Celia vio que Andrew le hacía señas desde el cuarto de baño. Y dijo por segunda vez durante aquella conversación telefónica:
—Espera un momento, por favor.
Andrew colgó el aparato y se acercó a Celia. Ella había tapado el micrófono con la mano y le preguntó:
—¿Qué opinas tú?
Él le dijo:
—Eres tú la que debe decidir. Pero piensa una cosa: si vuelves nadie tendrá en cuenta tu dimisión y los meses que has pasado fuera. Lo de la Montayne también te salpicará a ti, te harán tan responsable como a los demás.
—Es cierto —afirmó ella—. Pero trabajé en la compañía muchos años. Pasé los mejores tiempos con ellos y ahora me necesitan. Pero sólo volveré con la condición de que…
Volvió a hablar por teléfono:
—Seth, he escuchado atentamente todo lo que me has dicho. Acepto con una condición.
—Dila.
—Que se retire la Montayne de la venta y que la iniciativa sea tomada por Felding-Roth ahora mismo, hoy, que se haga público el riesgo. No esperéis a mañana, ni a la semana próxima, y no esperéis a que Sanidad decida nada.
—Esto es imposible, Celia. Ya te he dicho qué nos han advertido los abogados: sería reconocernos responsables. Es como si nos dispusiéramos alegremente a perder una millonada de dólares…, arruinarnos.
—Demandas habrá de todos modos.
—Sí, claro. Pero no queremos empeorar la situación. La retirada del fármaco no puede tardar. Mientras tanto, podemos hablar de…
—No se tiene que hablar de nada. Quiero que se haga inmediatamente. Que se haga público hoy mismo por la televisión y la radio, y en todos los periódicos del país dentro de las veinticuatro horas próximas. De lo contrario, no regreso.

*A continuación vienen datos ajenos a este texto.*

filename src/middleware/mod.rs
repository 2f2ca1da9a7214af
//! Request middleware

pub mod auth;

pub use auth::{auth_layer, CurrentUser, DbConn};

Entonces fue Seth quien arguyó:
—Espera un momento.
Celia oyó voces que discutían en voz baja. Había desacuerdos y oyó a Seth que decía: «Es inflexible», y al poco rato: «Lo dice en serio. Y pensad que nosotros la necesitamos a ella más que ella a nosotros».
La discusión de Nueva Jersey continuó unos minutos más, aunque Celia llegó a oír muy poco. Por fin, Seth volvió al teléfono:
—Celia, estamos de acuerdo con cumplir tu condición. Haremos lo que tú dices inmediatamente. Te lo garantizo yo, personalmente. A ver… ¿Cuándo podrás estar aquí y comenzar a trabajar?
Ella contestó:
—Tomaré el primer avión. Estaré en el despacho mañana por la mañana.